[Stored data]
------------

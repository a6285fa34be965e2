//! Path resolution against an immutable root tree.
//!
//! Resolution walks one tree per path component, looking each name up in the
//! current tree. Only the final object is loaded when it is a blob; a blob met
//! with components still left to walk is reported as `NotADirectory` without
//! being read.

use arbor_store::{Blob, EntryKind, ObjectStore, Tree, TreeEntry};
use arbor_types::ObjectId;

use crate::error::{NamespaceError, NamespaceResult};
use crate::path::NsPath;

/// A directory met on the walk, with the id it was loaded from.
#[derive(Clone, Debug, PartialEq, Eq)]
pub struct Level {
    pub id: ObjectId,
    pub tree: Tree,
}

/// The object a path resolved to.
#[derive(Clone, Debug, PartialEq, Eq)]
pub enum Node {
    Blob { id: ObjectId, blob: Blob },
    Tree { id: ObjectId, tree: Tree },
}

impl Node {
    pub fn id(&self) -> ObjectId {
        match self {
            Self::Blob { id, .. } | Self::Tree { id, .. } => *id,
        }
    }

    pub fn kind(&self) -> EntryKind {
        match self {
            Self::Blob { .. } => EntryKind::Blob,
            Self::Tree { .. } => EntryKind::Tree,
        }
    }

    pub fn is_dir(&self) -> bool {
        matches!(self, Self::Tree { .. })
    }

    /// Byte length for files, zero for directories.
    pub fn size(&self) -> u64 {
        match self {
            Self::Blob { blob, .. } => blob.len() as u64,
            Self::Tree { .. } => 0,
        }
    }
}

/// Result of resolving a path from a given root.
#[derive(Clone, Debug, PartialEq, Eq)]
pub struct ResolvedPath {
    /// Root tree id the walk started from.
    pub root: ObjectId,
    /// Each directory from the root down to the target's parent, paired with
    /// the entry followed out of it. Empty when the target is the root.
    pub chain: Vec<(Level, TreeEntry)>,
    pub target: Node,
}

impl ResolvedPath {
    /// The directory holding the target; `None` for the root.
    pub fn parent(&self) -> Option<&Level> {
        self.chain.last().map(|(level, _)| level)
    }

    /// The entry naming the target in its parent; `None` for the root.
    pub fn entry(&self) -> Option<&TreeEntry> {
        self.chain.last().map(|(_, entry)| entry)
    }
}

/// Walk `path` down from `root`, requiring every component to be a directory.
///
/// Returns the chain of directories above the last one (each with the entry
/// followed out of it) and the last directory itself. `depth` limits how many
/// components of `path` are walked.
pub(crate) fn resolve_dir(
    store: &dyn ObjectStore,
    root: ObjectId,
    path: &NsPath,
    depth: usize,
) -> NamespaceResult<(Vec<(Level, TreeEntry)>, Level)> {
    let mut chain = Vec::with_capacity(depth);
    let mut current = Level {
        id: root,
        tree: store.get_tree(&root)?,
    };

    for (i, name) in path.components()[..depth].iter().enumerate() {
        let shown = path.display_prefix(i + 1);
        let entry = current
            .tree
            .get(name)
            .cloned()
            .ok_or_else(|| NamespaceError::NotFound(shown.clone()))?;
        if entry.kind != EntryKind::Tree {
            return Err(NamespaceError::NotADirectory(shown));
        }
        let next = Level {
            id: entry.object_id,
            tree: store.get_tree(&entry.object_id)?,
        };
        chain.push((current, entry));
        current = next;
    }

    Ok((chain, current))
}

/// Resolve `path` from `root` to the object it names.
pub fn resolve(
    store: &dyn ObjectStore,
    root: ObjectId,
    path: &NsPath,
) -> NamespaceResult<ResolvedPath> {
    let Some((parents, name)) = path.split_last() else {
        return Ok(ResolvedPath {
            root,
            chain: Vec::new(),
            target: Node::Tree {
                id: root,
                tree: store.get_tree(&root)?,
            },
        });
    };

    let (mut chain, parent) = resolve_dir(store, root, path, parents.len())?;
    let entry = parent
        .tree
        .get(name)
        .cloned()
        .ok_or_else(|| NamespaceError::NotFound(path.to_string()))?;

    let target = match entry.kind {
        EntryKind::Blob => Node::Blob {
            id: entry.object_id,
            blob: store.get_blob(&entry.object_id)?,
        },
        EntryKind::Tree => Node::Tree {
            id: entry.object_id,
            tree: store.get_tree(&entry.object_id)?,
        },
    };
    chain.push((parent, entry));

    Ok(ResolvedPath {
        root,
        chain,
        target,
    })
}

------------

Reproduce each of the entries exactly, omitting none.

repository a6285fa34be965e2
//! Path resolution against an immutable root tree.
//!
//! Resolution walks one tree per path component, looking each name up in the
//! current tree. Only the final object is loaded when it is a blob; a blob met
//! with components still left to walk is reported as `NotADirectory` without
//! being read.

use arbor_store::{Blob, EntryKind, ObjectStore, Tree, TreeEntry};
use arbor_types::ObjectId;

use crate::error::{NamespaceError, NamespaceResult};
use crate::path::NsPath;

/// A directory met on the walk, with the id it was loaded from.
#[derive(Clone, Debug, PartialEq, Eq)]
pub struct Level {
    pub id: ObjectId,
    pub tree: Tree,
}

/// The object a path resolved to.
#[derive(Clone, Debug, PartialEq, Eq)]
pub enum Node {
    Blob { id: ObjectId, blob: Blob },
    Tree { id: ObjectId, tree: Tree },
}

impl Node {
    pub fn id(&self) -> ObjectId {
        match self {
            Self::Blob { id, .. } | Self::Tree { id, .. } => *id,
        }
    }

    pub fn kind(&self) -> EntryKind {
        match self {
            Self::Blob { .. } => EntryKind::Blob,
            Self::Tree { .. } => EntryKind::Tree,
        }
    }

    pub fn is_dir(&self) -> bool {
        matches!(self, Self::Tree { .. })
    }

    /// Byte length for files, zero for directories.
    pub fn size(&self) -> u64 {
        match self {
            Self::Blob { blob, .. } => blob.len() as u64,
            Self::Tree { .. } => 0,
        }
    }
}

/// Result of resolving a path from a given root.
#[derive(Clone, Debug, PartialEq, Eq)]
pub struct ResolvedPath {
    /// Root tree id the walk started from.
    pub root: ObjectId,
    /// Each directory from the root down to the target's parent, paired with
    /// the entry followed out of it. Empty when the target is the root.
    pub chain: Vec<(Level, TreeEntry)>,
    pub target: Node,
}

impl ResolvedPath {
    /// The directory holding the target; `None` for the root.
    pub fn parent(&self) -> Option<&Level> {
        self.chain.last().map(|(level, _)| level)
    }

    /// The entry naming the target in its parent; `None` for the root.
    pub fn entry(&self) -> Option<&TreeEntry> {
        self.chain.last().map(|(_, entry)| entry)
    }
}

/// Walk `path` down from `root`, requiring every component to be a directory.
///
/// Returns the chain of directories above the last one (each with the entry
/// followed out of it) and the last directory itself. `depth` limits how many
/// components of `path` are walked.
pub(crate) fn resolve_dir(
    store: &dyn ObjectStore,
    root: ObjectId,
    path: &NsPath,
    depth: usize,
) -> NamespaceResult<(Vec<(Level, TreeEntry)>, Level)> {
    let mut chain = Vec::with_capacity(depth);
    let mut current = Level {
        id: root,
        tree: store.get_tree(&root)?,
    };

    for (i, name) in path.components()[..depth].iter().enumerate() {
        let shown = path.display_prefix(i + 1);
        let entry = current
            .tree
            .get(name)
            .cloned()
            .ok_or_else(|| NamespaceError::NotFound(shown.clone()))?;
        if entry.kind != EntryKind::Tree {
            return Err(NamespaceError::NotADirectory(shown));
        }
        let next = Level {
            id: entry.object_id,
            tree: store.get_tree(&entry.object_id)?,
        };
        chain.push((current, entry));
        current = next;
    }

    Ok((chain, current))
}

/// Resolve `path` from `root` to the object it names.
pub fn resolve(
    store: &dyn ObjectStore,
    root: ObjectId,
    path: &NsPath,
) -> NamespaceResult<ResolvedPath> {
    let Some((parents, name)) = path.split_last() else {
        return Ok(ResolvedPath {
            root,
            chain: Vec::new(),
            target: Node::Tree {
                id: root,
                tree: store.get_tree(&root)?,
            },
        });
    };

    let (mut chain, parent) = resolve_dir(store, root, path, parents.len())?;
    let entry = parent
        .tree
        .get(name)
        .cloned()
        .ok_or_else(|| NamespaceError::NotFound(path.to_string()))?;

    let target = match entry.kind {
        EntryKind::Blob => Node::Blob {
            id: entry.object_id,
            blob: store.get_blob(&entry.object_id)?,
        },
        EntryKind::Tree => Node::Tree {
            id: entry.object_id,
            tree: store.get_tree(&entry.object_id)?,
        },
    };
    chain.push((parent, entry));

    Ok(ResolvedPath {
        root,
        chain,
        target,
    })
}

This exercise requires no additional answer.